» **Exercise prompt**
Give again only those lines from the start of the entries through the line holding "single permanent DELETE.", leaving them as they are.

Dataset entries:
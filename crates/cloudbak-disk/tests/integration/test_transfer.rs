//! Integration tests for upload and removal
//!
//! The upload flow is two-step: request an upload href, then PUT the file
//! body to it. Removal is a single permanent DELETE.

use wiremock::matchers::{method, path, query_param};
use wiremock::{Mock, ResponseTemplate};

use cloudbak_core::ports::IRemoteStore;

use crate::common;

#[tokio::test]
async fn upload_streams_the_file_to_the_href() {
    let (server, store) = common::setup_disk_mock().await;

    Mock::given(method("GET"))
        .and(path("/resources/upload"))
        .and(query_param("path", "app:/backups/daily_abc"))
        .and(query_param("overwrite", "true"))
        .respond_with(ResponseTemplate::new(200).set_body_json(serde_json::json!({
            "href": format!("{}/upload-target", server.uri()),
            "method": "PUT",
            "templated": false
        })))
        .expect(1)
        .mount(&server)
        .await;

    Mock::given(method("PUT"))
        .and(path("/upload-target"))
        .respond_with(ResponseTemplate::new(201))
        .expect(1)
        .mount(&server)
        .await;

    let dir = tempfile::tempdir().unwrap();
    let source = dir.path().join("daily.tar");
    std::fs::write(&source, b"archive bytes").unwrap();

    store
        .upload("token-1", &source, "app:/backups/daily_abc", true)
        .await
        .unwrap();

    let put = server
        .received_requests()
        .await
        .unwrap()
        .into_iter()
        .find(|r| r.method.as_str() == "PUT")
        .expect("PUT request recorded");
    assert_eq!(put.body, b"archive bytes");
}

#[tokio::test]
async fn upload_link_refusal_propagates() {
    let (server, store) = common::setup_disk_mock().await;
    Mock::given(method("GET"))
        .and(path("/resources/upload"))
        .respond_with(ResponseTemplate::new(409))
        .mount(&server)
        .await;

    let dir = tempfile::tempdir().unwrap();
    let source = dir.path().join("daily.tar");
    std::fs::write(&source, b"archive bytes").unwrap();

    let result = store
        .upload("token-1", &source, "app:/backups/daily_abc", false)
        .await;
    assert!(result.is_err());
}

#[tokio::test]
async fn upload_of_missing_local_file_fails_before_the_put() {
    let (server, store) = common::setup_disk_mock().await;
    Mock::given(method("GET"))
        .and(path("/resources/upload"))
        .respond_with(ResponseTemplate::new(200).set_body_json(serde_json::json!({
            "href": format!("{}/upload-target", server.uri()),
        })))
        .mount(&server)
        .await;

    let result = store
        .upload(
            "token-1",
            std::path::Path::new("/nonexistent/daily.tar"),
            "app:/backups/daily_abc",
            true,
        )
        .await;

    assert!(result.is_err());
    let requests = server.received_requests().await.unwrap();
    assert!(requests.iter().all(|r| r.method.as_str() != "PUT"));
}

#[tokio::test]
async fn remove_is_a_permanent_delete() {
    let (server, store) = common::setup_disk_mock().await;
    Mock::given(method("DELETE"))
        .and(path("/resources"))
        .and(query_param("path", "app:/backups/old_abc"))
        .and(query_param("permanently", "true"))
        .respond_with(ResponseTemplate::new(204))
        .expect(1)
        .mount(&server)
        .await;

    store
        .remove("token-1", "app:/backups/old_abc")
        .await
        .unwrap();
}

#[tokio::test]
async fn remove_of_missing_object_is_an_error() {
    let (server, store) = common::setup_disk_mock().await;
    Mock::given(method("DELETE"))
        .and(path("/resources"))
        .respond_with(ResponseTemplate::new(404))
        .mount(&server)
        .await;

    assert!(store.remove("token-1", "app:/backups/gone").await.is_err());
}
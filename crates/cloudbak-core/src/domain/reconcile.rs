//! Reconciliation of the local and remote backup views
//!
//! Merges the scan result and the remote listing into one ordered sequence
//! of display entries. This is a read-only view: retention planning
//! (deciding what to upload and delete) reasons purely about names and
//! counts and lives in [`retention`](super::retention).

use std::collections::{BTreeMap, HashSet};

use super::backup::{mib_from_bytes, BackupEntry, LocalBackup, RemoteObject};
use super::namer::remote_name_for;
use super::newtypes::Slug;

/// Merges local backups and remote objects into display entries.
///
/// Every local backup and every remote object appears in exactly one entry;
/// no entry represents more than one physical file:
///
/// 1. Each local backup becomes an entry with `in_local`; it claims the
///    remote object whose name matches its derived remote name, if any.
/// 2. Each unclaimed remote object becomes a remote-only entry carrying its
///    own name, size and modification time.
/// 3. The combined sequence is sorted by effective date, newest first. The
///    sort is stable, so ties keep input order (local-derived entries before
///    unclaimed remote ones).
#[must_use]
pub fn reconcile(
    local: &BTreeMap<Slug, LocalBackup>,
    remote: &[RemoteObject],
) -> Vec<BackupEntry> {
    let remote_names: HashSet<&str> = remote.iter().map(|o| o.name.as_str()).collect();
    let mut claimed: HashSet<String> = HashSet::new();

    let mut entries = Vec::with_capacity(local.len() + remote.len());

    for backup in local.values() {
        let expected = remote_name_for(backup);
        let in_remote = remote_names.contains(expected.as_str());
        if in_remote {
            claimed.insert(expected.as_str().to_string());
        }
        entries.push(BackupEntry {
            slug: Some(backup.slug.clone()),
            name: backup.name.clone(),
            date: backup.created,
            size_mb: backup.size_mb,
            in_local: true,
            in_remote,
        });
    }

    for object in remote {
        if claimed.contains(object.name.as_str()) {
            continue;
        }
        entries.push(BackupEntry {
            slug: None,
            name: object.name.clone(),
            date: object.modified,
            size_mb: mib_from_bytes(object.size),
            in_local: false,
            in_remote: true,
        });
    }

    entries.sort_by(|a, b| b.date.cmp(&a.date));
    entries
}
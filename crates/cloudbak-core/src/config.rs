//! Configuration module for cloudbak.
//!
//! Provides typed configuration structs that map to the JSON options file
//! read once at startup, with loading, validation, defaults, and a builder
//! for programmatic use (mostly tests).

use std::path::{Path, PathBuf};

use serde::{Deserialize, Serialize};

/// Default location of the options document inside the container.
const DEFAULT_OPTIONS_PATH: &str = "/data/options.json";

/// Top-level configuration for cloudbak.
#[derive(Debug, Clone, Serialize, Deserialize)]
#[serde(default)]
pub struct Config {
    pub remote: RemoteConfig,
    pub transport: TransportConfig,
    pub logging: LoggingConfig,
    pub server: ServerConfig,
    /// Directory scanned for local backup archives.
    pub backup_dir: PathBuf,
    /// File the token record is persisted to.
    pub token_file: PathBuf,
    /// Cron expression for the scheduled upload cycle.
    pub schedule: String,
}

/// Remote storage account and retention settings.
#[derive(Debug, Clone, Serialize, Deserialize)]
#[serde(default)]
pub struct RemoteConfig {
    /// OAuth application (client) id.
    pub client_id: String,
    /// OAuth application (client) secret.
    pub client_secret: String,
    /// Remote directory the backups are uploaded into.
    pub base_path: String,
    /// Maximum number of backup files kept remotely.
    pub max_files: usize,
    /// OAuth authorization endpoint (where the user gets a check code).
    pub auth_url: String,
    /// OAuth token endpoint.
    pub token_url: String,
    /// Base URL of the storage REST API.
    pub api_url: String,
}

/// Transport retry and timeout settings, applied to every remote call.
#[derive(Debug, Clone, Serialize, Deserialize)]
#[serde(default)]
pub struct TransportConfig {
    /// Retry attempts after the first failure.
    pub retries: u32,
    /// Fixed pause between attempts, in seconds.
    pub backoff_secs: u64,
    /// TCP connect timeout, in seconds.
    pub connect_timeout_secs: u64,
    /// Whole-request read timeout, in seconds. Uploads of multi-gigabyte
    /// archives need this generous.
    pub read_timeout_secs: u64,
}

/// Logging / tracing settings.
#[derive(Debug, Clone, Serialize, Deserialize)]
#[serde(default)]
pub struct LoggingConfig {
    /// Log level: `trace`, `debug`, `info`, `warn`, or `error`.
    pub level: String,
}

/// HTTP surface settings.
#[derive(Debug, Clone, Serialize, Deserialize)]
#[serde(default)]
pub struct ServerConfig {
    /// Port the HTTP surface listens on.
    pub port: u16,
    /// How many days before expiry the token is refreshed.
    pub refresh_lead_days: i64,
}

impl Config {
    /// Load configuration from a JSON file at `path`.
    pub fn load(path: &Path) -> anyhow::Result<Self> {
        let content = std::fs::read_to_string(path)?;
        let config: Config = serde_json::from_str(&content)?;
        Ok(config)
    }

    /// Try to load from `path`; fall back to [`Config::default`] on any error.
    pub fn load_or_default(path: &Path) -> Self {
        Self::load(path).unwrap_or_default()
    }

    /// Default path of the options document.
    pub fn default_path() -> PathBuf {
        PathBuf::from(DEFAULT_OPTIONS_PATH)
    }
}

impl Default for RemoteConfig {
    fn default() -> Self {
        Self {
            client_id: String::new(),
            client_secret: String::new(),
            base_path: "app:/backups".to_string(),
            max_files: 10,
            auth_url: "https://oauth.yandex.com/authorize".to_string(),
            token_url: "https://oauth.yandex.com/token".to_string(),
            api_url: "https://cloud-api.yandex.net/v1/disk".to_string(),
        }
    }
}

impl Default for TransportConfig {
    fn default() -> Self {
        Self {
            retries: 3,
            backoff_secs: 5,
            connect_timeout_secs: 15,
            read_timeout_secs: 250,
        }
    }
}

impl Default for LoggingConfig {
    fn default() -> Self {
        Self {
            level: "info".to_string(),
        }
    }
}

impl Default for ServerConfig {
    fn default() -> Self {
        Self {
            port: 8099,
            refresh_lead_days: 30,
        }
    }
}

impl Default for Config {
    fn default() -> Self {
        Self {
            remote: RemoteConfig::default(),
            transport: TransportConfig::default(),
            logging: LoggingConfig::default(),
            server: ServerConfig::default(),
            backup_dir: PathBuf::from("/backup"),
            token_file: PathBuf::from("/data/token.json"),
            schedule: "0 0 3 * * *".to_string(),
        }
    }
}

/// A single validation error found in the configuration.
#[derive(Debug, Clone, PartialEq, Eq)]
pub struct ValidationError {
    /// Dotted path to the offending field, e.g. `"remote.max_files"`.
    pub field: String,
    /// Human-readable explanation.
    pub message: String,
}

impl std::fmt::Display for ValidationError {
    fn fmt(&self, f: &mut std::fmt::Formatter<'_>) -> std::fmt::Result {
        write!(f, "{}: {}", self.field, self.message)
    }
}

/// Valid values for `logging.level`.
const VALID_LOG_LEVELS: &[&str] = &["trace", "debug", "info", "warn", "error"];

impl Config {
    /// Validate the configuration and return all errors found.
    ///
    /// An empty vector means the configuration is valid.
    pub fn validate(&self) -> Vec<ValidationError> {
        let mut errors = Vec::new();

        if self.remote.client_id.is_empty() {
            errors.push(ValidationError {
                field: "remote.client_id".into(),
                message: "must not be empty".into(),
            });
        }
        if self.remote.client_secret.is_empty() {
            errors.push(ValidationError {
                field: "remote.client_secret".into(),
                message: "must not be empty".into(),
            });
        }
        if self.remote.base_path.is_empty() || self.remote.base_path.ends_with('/') {
            errors.push(ValidationError {
                field: "remote.base_path".into(),
                message: "must be non-empty without a trailing slash".into(),
            });
        }
        if self.remote.max_files == 0 {
            errors.push(ValidationError {
                field: "remote.max_files".into(),
                message: "must be greater than 0".into(),
            });
        }

        if self.transport.connect_timeout_secs == 0 {
            errors.push(ValidationError {
                field: "transport.connect_timeout_secs".into(),
                message: "must be greater than 0".into(),
            });
        }
        if self.transport.read_timeout_secs == 0 {
            errors.push(ValidationError {
                field: "transport.read_timeout_secs".into(),
                message: "must be greater than 0".into(),
            });
        }

        if !VALID_LOG_LEVELS.contains(&self.logging.level.as_str()) {
            errors.push(ValidationError {
                field: "logging.level".into(),
                message: format!(
                    "invalid level '{}'; valid options: {}",
                    self.logging.level,
                    VALID_LOG_LEVELS.join(", ")
                ),
            });
        }

        if self.schedule.is_empty() {
            errors.push(ValidationError {
                field: "schedule".into(),
                message: "must not be empty".into(),
            });
        }
        if self.server.refresh_lead_days <= 0 {
            errors.push(ValidationError {
                field: "server.refresh_lead_days".into(),
                message: "must be greater than 0".into(),
            });
        }
        if self.backup_dir.as_os_str().is_empty() {
            errors.push(ValidationError {
                field: "backup_dir".into(),
                message: "must not be empty".into(),
            });
        }
        if self.token_file.as_os_str().is_empty() {
            errors.push(ValidationError {
                field: "token_file".into(),
                message: "must not be empty".into(),
            });
        }

        errors
    }
}

/// Builder for constructing a [`Config`] programmatically.
///
/// Starts from [`Config::default`] and allows selective overrides.
#[derive(Debug, Clone)]
pub struct ConfigBuilder {
    config: Config,
}

impl ConfigBuilder {
    /// Create a new builder initialised with [`Config::default`] values.
    pub fn new() -> Self {
        Self {
            config: Config::default(),
        }
    }

    pub fn client_id(mut self, id: impl Into<String>) -> Self {
        self.config.remote.client_id = id.into();
        self
    }

    pub fn client_secret(mut self, secret: impl Into<String>) -> Self {
        self.config.remote.client_secret = secret.into();
        self
    }

    pub fn base_path(mut self, path: impl Into<String>) -> Self {
        self.config.remote.base_path = path.into();
        self
    }

    pub fn max_files(mut self, n: usize) -> Self {
        self.config.remote.max_files = n;
        self
    }

    pub fn auth_url(mut self, url: impl Into<String>) -> Self {
        self.config.remote.auth_url = url.into();
        self
    }

    pub fn token_url(mut self, url: impl Into<String>) -> Self {
        self.config.remote.token_url = url.into();
        self
    }

    pub fn api_url(mut self, url: impl Into<String>) -> Self {
        self.config.remote.api_url = url.into();
        self
    }

    pub fn retries(mut self, n: u32) -> Self {
        self.config.transport.retries = n;
        self
    }

    pub fn backoff_secs(mut self, secs: u64) -> Self {
        self.config.transport.backoff_secs = secs;
        self
    }

    pub fn logging_level(mut self, level: impl Into<String>) -> Self {
        self.config.logging.level = level.into();
        self
    }

    pub fn backup_dir(mut self, dir: PathBuf) -> Self {
        self.config.backup_dir = dir;
        self
    }

    pub fn token_file(mut self, file: PathBuf) -> Self {
        self.config.token_file = file;
        self
    }

    pub fn schedule(mut self, expr: impl Into<String>) -> Self {
        self.config.schedule = expr.into();
        self
    }

    pub fn port(mut self, port: u16) -> Self {
        self.config.server.port = port;
        self
    }

    /// Consume the builder and return the finished [`Config`].
    pub fn build(self) -> Config {
        self.config
    }

    /// Build and validate in one step. Returns `Err` with the list of
    /// validation errors if the configuration is invalid.
    pub fn build_validated(self) -> Result<Config, Vec<ValidationError>> {
        let config = self.build();
        let errors = config.validate();
        if errors.is_empty() {
            Ok(config)
        } else {
            Err(errors)
        }
    }
}

impl Default for ConfigBuilder {
    fn default() -> Self {
        Self::new()
    }
}
//! Integration tests for directory listing
//!
//! Verifies file filtering, newest-first ordering, boundary validation of
//! wire items, and the bounded retry policy.

use wiremock::matchers::{method, path, query_param};
use wiremock::{Mock, ResponseTemplate};

use cloudbak_core::domain::RemotePath;
use cloudbak_core::ports::IRemoteStore;

use crate::common;

fn backups_path() -> RemotePath {
    RemotePath::new("app:/backups").unwrap()
}

#[tokio::test]
async fn listing_filters_directories_and_sorts_newest_first() {
    let (server, store) = common::setup_disk_mock().await;
    common::mount_listing(
        &server,
        serde_json::json!([
            {"name": "older_slug1", "type": "file", "size": 1024, "modified": "2020-01-30T20:59:59+00:00"},
            {"name": "subfolder", "type": "dir", "modified": "2020-01-30T23:59:59+00:00"},
            {"name": "newer_slug2", "type": "file", "size": 2048, "modified": "2020-01-30T21:59:59+00:00"},
        ]),
    )
    .await;

    let objects = store.list("token-1", &backups_path()).await.unwrap();

    let names: Vec<&str> = objects.iter().map(|o| o.name.as_str()).collect();
    assert_eq!(names, ["newer_slug2", "older_slug1"]);
    assert!(objects.iter().all(|o| o.is_file()));
}

#[tokio::test]
async fn listing_passes_path_and_token() {
    let (server, store) = common::setup_disk_mock().await;
    Mock::given(method("GET"))
        .and(path("/resources"))
        .and(query_param("path", "app:/backups"))
        .and(wiremock::matchers::header("Authorization", "OAuth token-1"))
        .respond_with(ResponseTemplate::new(200).set_body_json(serde_json::json!({
            "_embedded": { "items": [] }
        })))
        .expect(1)
        .mount(&server)
        .await;

    let objects = store.list("token-1", &backups_path()).await.unwrap();
    assert!(objects.is_empty());
}

#[tokio::test]
async fn listing_without_embedded_section_is_empty() {
    let (server, store) = common::setup_disk_mock().await;
    Mock::given(method("GET"))
        .and(path("/resources"))
        .respond_with(ResponseTemplate::new(200).set_body_json(serde_json::json!({
            "name": "backups", "type": "dir"
        })))
        .mount(&server)
        .await;

    let objects = store.list("token-1", &backups_path()).await.unwrap();
    assert!(objects.is_empty());
}

#[tokio::test]
async fn listing_item_missing_fields_fails_the_listing() {
    let (server, store) = common::setup_disk_mock().await;
    common::mount_listing(
        &server,
        serde_json::json!([
            {"name": "fine_slug1", "type": "file", "size": 1, "modified": "2020-01-30T20:59:59+00:00"},
            {"type": "file", "size": 2, "modified": "2020-01-30T21:59:59+00:00"},
        ]),
    )
    .await;

    assert!(store.list("token-1", &backups_path()).await.is_err());
}

#[tokio::test]
async fn unauthorized_listing_is_an_error_without_retry() {
    let (server, store) = common::setup_disk_mock().await;
    Mock::given(method("GET"))
        .and(path("/resources"))
        .respond_with(ResponseTemplate::new(401))
        .expect(1)
        .mount(&server)
        .await;

    assert!(store.list("token-1", &backups_path()).await.is_err());
}

#[tokio::test]
async fn server_errors_exhaust_the_retry_budget() {
    let (server, store) = common::setup_disk_mock().await;
    // retries = 2 means three attempts in total.
    Mock::given(method("GET"))
        .and(path("/resources"))
        .respond_with(ResponseTemplate::new(500))
        .expect(3)
        .mount(&server)
        .await;

    assert!(store.list("token-1", &backups_path()).await.is_err());
}

#[tokio::test]
async fn transient_server_error_is_retried_to_success() {
    let (server, store) = common::setup_disk_mock().await;
    Mock::given(method("GET"))
        .and(path("/resources"))
        .respond_with(ResponseTemplate::new(502))
        .up_to_n_times(1)
        .mount(&server)
        .await;
    common::mount_listing(
        &server,
        serde_json::json!([
            {"name": "only_slug1", "type": "file", "size": 1, "modified": "2020-01-30T20:59:59+00:00"},
        ]),
    )
    .await;

    let objects = store.list("token-1", &backups_path()).await.unwrap();
    assert_eq!(objects.len(), 1);
    assert_eq!(objects[0].name, "only_slug1");
}
//! One upload/retention cycle
//!
//! Refreshes the token, scans the local directory, lists the remote one
//! (strictly - planning against an unknown remote state risks deleting the
//! wrong files), uploads what is missing and then prunes past the retention
//! ceiling. Local archives are never mutated or deleted, whatever happens
//! remotely.

use std::sync::Arc;

use anyhow::{bail, Context, Result};
use chrono::{DateTime, Utc};
use serde::Serialize;
use tracing::{error, info};

use crate::domain::{
    plan_deletions, plan_uploads, remote_name_for, RemoteName, RemotePath,
};
use crate::ports::{IBackupSource, IRemoteStore};
use crate::usecases::tokens::TokenManager;

/// What one cycle achieved, kept for the status surface.
#[derive(Debug, Clone, Default, PartialEq, Eq, Serialize)]
pub struct CycleOutcome {
    /// Backups uploaded this cycle
    pub uploaded: usize,
    /// Remote objects deleted this cycle
    pub deleted: usize,
    /// Uploads that failed or were skipped after a failure
    pub upload_failures: usize,
    /// Deletions that failed or were skipped after a failure
    pub delete_failures: usize,
    /// When the cycle finished
    pub finished_at: Option<DateTime<Utc>>,
}

/// Use case running one reconcile-upload-prune cycle.
///
/// Cycles are request-driven and never overlap by deployment (the trigger
/// frequency keeps them apart); re-running with unchanged state is a no-op
/// because an already-present upload is an overwrite and the retention
/// arithmetic settles below the ceiling.
pub struct UploadCycleUseCase {
    backups: Arc<dyn IBackupSource>,
    remote: Arc<dyn IRemoteStore>,
    tokens: Arc<TokenManager>,
    remote_path: RemotePath,
    max_files: usize,
    refresh_lead: chrono::Duration,
}

impl UploadCycleUseCase {
    /// Creates a new UploadCycleUseCase.
    ///
    /// # Arguments
    /// * `backups` - Local backup discovery
    /// * `remote` - Remote storage transport
    /// * `tokens` - Token lifecycle manager
    /// * `remote_path` - Remote directory holding the backups
    /// * `max_files` - Retention ceiling for the remote directory
    /// * `refresh_lead` - How far ahead of expiry the token is refreshed
    pub fn new(
        backups: Arc<dyn IBackupSource>,
        remote: Arc<dyn IRemoteStore>,
        tokens: Arc<TokenManager>,
        remote_path: RemotePath,
        max_files: usize,
        refresh_lead: chrono::Duration,
    ) -> Self {
        Self {
            backups,
            remote,
            tokens,
            remote_path,
            max_files,
            refresh_lead,
        }
    }

    /// Runs one cycle to completion.
    ///
    /// Fails before touching anything remote when no token exists, the
    /// refresh fails, the local scan fails or the listing fails. After
    /// that, a failing upload aborts the remaining uploads only, and a
    /// failing deletion aborts the remaining deletions only; deletions are
    /// always computed from the uploads that actually succeeded, so a
    /// partial cycle can never delete more than the ceiling requires.
    pub async fn run(&self) -> Result<CycleOutcome> {
        if !self.tokens.ensure_token().await {
            bail!("No access token available; authorize first");
        }

        self.tokens
            .refresh_if_needed(self.refresh_lead)
            .await
            .context("Cannot start upload cycle with a stale token")?;

        let access_token = self
            .tokens
            .access_token()
            .await
            .context("Token disappeared during refresh")?;

        let local = self
            .backups
            .scan()
            .await
            .context("Failed to scan local backups")?;

        let remote_objects = self
            .remote
            .list(&access_token, &self.remote_path)
            .await
            .context("Remote listing failed; refusing to plan against unknown state")?;

        let remote_names: Vec<RemoteName> = remote_objects
            .iter()
            .map(|o| RemoteName::new(o.name.clone()))
            .collect::<Result<_, _>>()?;

        let upload = plan_uploads(&local, &remote_names);
        info!(count = upload.len(), "Backups to upload");

        let mut uploaded = 0;
        let mut upload_failures = 0;
        for slug in &upload {
            let backup = &local[slug];
            let destination = self.remote_path.join(&remote_name_for(backup));

            info!(
                source = %backup.path.display(),
                destination = %destination,
                "Uploading backup"
            );
            match self
                .remote
                .upload(&access_token, &backup.path, &destination, true)
                .await
            {
                Ok(()) => {
                    info!(destination = %destination, "Backup uploaded");
                    uploaded += 1;
                }
                Err(e) => {
                    error!(
                        source = %backup.path.display(),
                        error = %format!("{e:#}"),
                        "Upload failed; skipping remaining uploads"
                    );
                    upload_failures = upload.len() - uploaded;
                    break;
                }
            }
        }

        // Prune from the pre-cycle listing plus what actually landed.
        let delete = plan_deletions(&remote_names, uploaded, self.max_files);
        info!(count = delete.len(), "Remote backups to delete");

        let mut deleted = 0;
        let mut delete_failures = 0;
        for name in &delete {
            let target = self.remote_path.join(name);

            info!(target = %target, "Removing remote backup");
            match self.remote.remove(&access_token, &target).await {
                Ok(()) => {
                    info!(target = %target, "Remote backup removed");
                    deleted += 1;
                }
                Err(e) => {
                    error!(
                        target = %target,
                        error = %format!("{e:#}"),
                        "Removal failed; skipping remaining deletions"
                    );
                    delete_failures = delete.len() - deleted;
                    break;
                }
            }
        }

        Ok(CycleOutcome {
            uploaded,
            deleted,
            upload_failures,
            delete_failures,
            finished_at: Some(Utc::now()),
        })
    }
}
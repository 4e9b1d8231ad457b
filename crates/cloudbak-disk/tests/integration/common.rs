//! Shared test helpers for the disk adapter integration tests
//!
//! Provides wiremock-based mock server setup. Each helper mounts the
//! necessary mock endpoints and returns a configured DiskStore pointing at
//! the mock server.

use wiremock::matchers::{method, path};
use wiremock::{Mock, MockServer, ResponseTemplate};

use cloudbak_core::config::{RemoteConfig, TransportConfig};
use cloudbak_disk::DiskStore;

/// Transport tuned for tests: a couple of retries, no backoff pause.
pub fn fast_transport() -> TransportConfig {
    TransportConfig {
        retries: 2,
        backoff_secs: 0,
        ..TransportConfig::default()
    }
}

/// Starts a mock server and returns it with a DiskStore pointing at it.
pub async fn setup_disk_mock() -> (MockServer, DiskStore) {
    let server = MockServer::start().await;

    let remote = RemoteConfig {
        client_id: "client-test".to_string(),
        client_secret: "secret-test".to_string(),
        api_url: server.uri(),
        token_url: format!("{}/oauth/token", server.uri()),
        ..RemoteConfig::default()
    };

    let store = DiskStore::new(&remote, &fast_transport()).expect("build DiskStore");
    (server, store)
}

/// Mounts a listing endpoint returning the given items.
pub async fn mount_listing(server: &MockServer, items: serde_json::Value) {
    Mock::given(method("GET"))
        .and(path("/resources"))
        .respond_with(ResponseTemplate::new(200).set_body_json(serde_json::json!({
            "_embedded": { "items": items }
        })))
        .mount(server)
        .await;
}

/// Mounts a token endpoint returning the given token response body.
pub async fn mount_token_endpoint(server: &MockServer, body: serde_json::Value) {
    Mock::given(method("POST"))
        .and(path("/oauth/token"))
        .respond_with(ResponseTemplate::new(200).set_body_json(body))
        .mount(server)
        .await;
}
//! Remote storage transport port (driven/secondary port)
//!
//! Interface for the remote object-storage service holding the uploaded
//! backups. The primary implementation targets a cloud disk REST API, but
//! the trait is service-agnostic.
//!
//! ## Design Notes
//!
//! - Uses `anyhow::Result` because errors at port boundaries are
//!   adapter-specific and don't need domain-level classification.
//! - Every operation takes the access token explicitly; token lifecycle is
//!   owned by the [`TokenManager`](crate::usecases::tokens::TokenManager),
//!   not the transport.
//! - Retry counts, backoff and timeouts are adapter configuration;
//!   implementations exhaust their own retry budget before reporting an
//!   error.

use std::path::Path;

use crate::domain::{RemoteObject, RemotePath, TokenState};

/// Port trait for remote object-storage operations
#[async_trait::async_trait]
pub trait IRemoteStore: Send + Sync {
    /// Lists the objects directly under `path`.
    ///
    /// Returns plain files only, sorted by modification time descending.
    /// Implementations must reject listing items that lack required fields
    /// rather than fabricating partial records.
    async fn list(&self, access_token: &str, path: &RemotePath)
        -> anyhow::Result<Vec<RemoteObject>>;

    /// Uploads a local file to `remote_path`, optionally overwriting an
    /// existing object. Overwriting an already-present backup is the
    /// at-least-once recovery path, not an error.
    async fn upload(
        &self,
        access_token: &str,
        local_path: &Path,
        remote_path: &str,
        overwrite: bool,
    ) -> anyhow::Result<()>;

    /// Permanently removes the object at `remote_path`.
    async fn remove(&self, access_token: &str, remote_path: &str) -> anyhow::Result<()>;

    /// Exchanges a one-time check code for an access/refresh token pair.
    async fn get_token(&self, check_code: &str) -> anyhow::Result<TokenState>;

    /// Exchanges a refresh token for a new access/refresh token pair.
    async fn refresh_token(&self, refresh_token: &str) -> anyhow::Result<TokenState>;
}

» **Solution below**
filename crates/cloudbak-disk/tests/integration/test_transfer.rs
//! Integration tests for upload and removal
//!
//! The upload flow is two-step: request an upload href, then PUT the file
//! body to it. Removal is a single permanent DELETE.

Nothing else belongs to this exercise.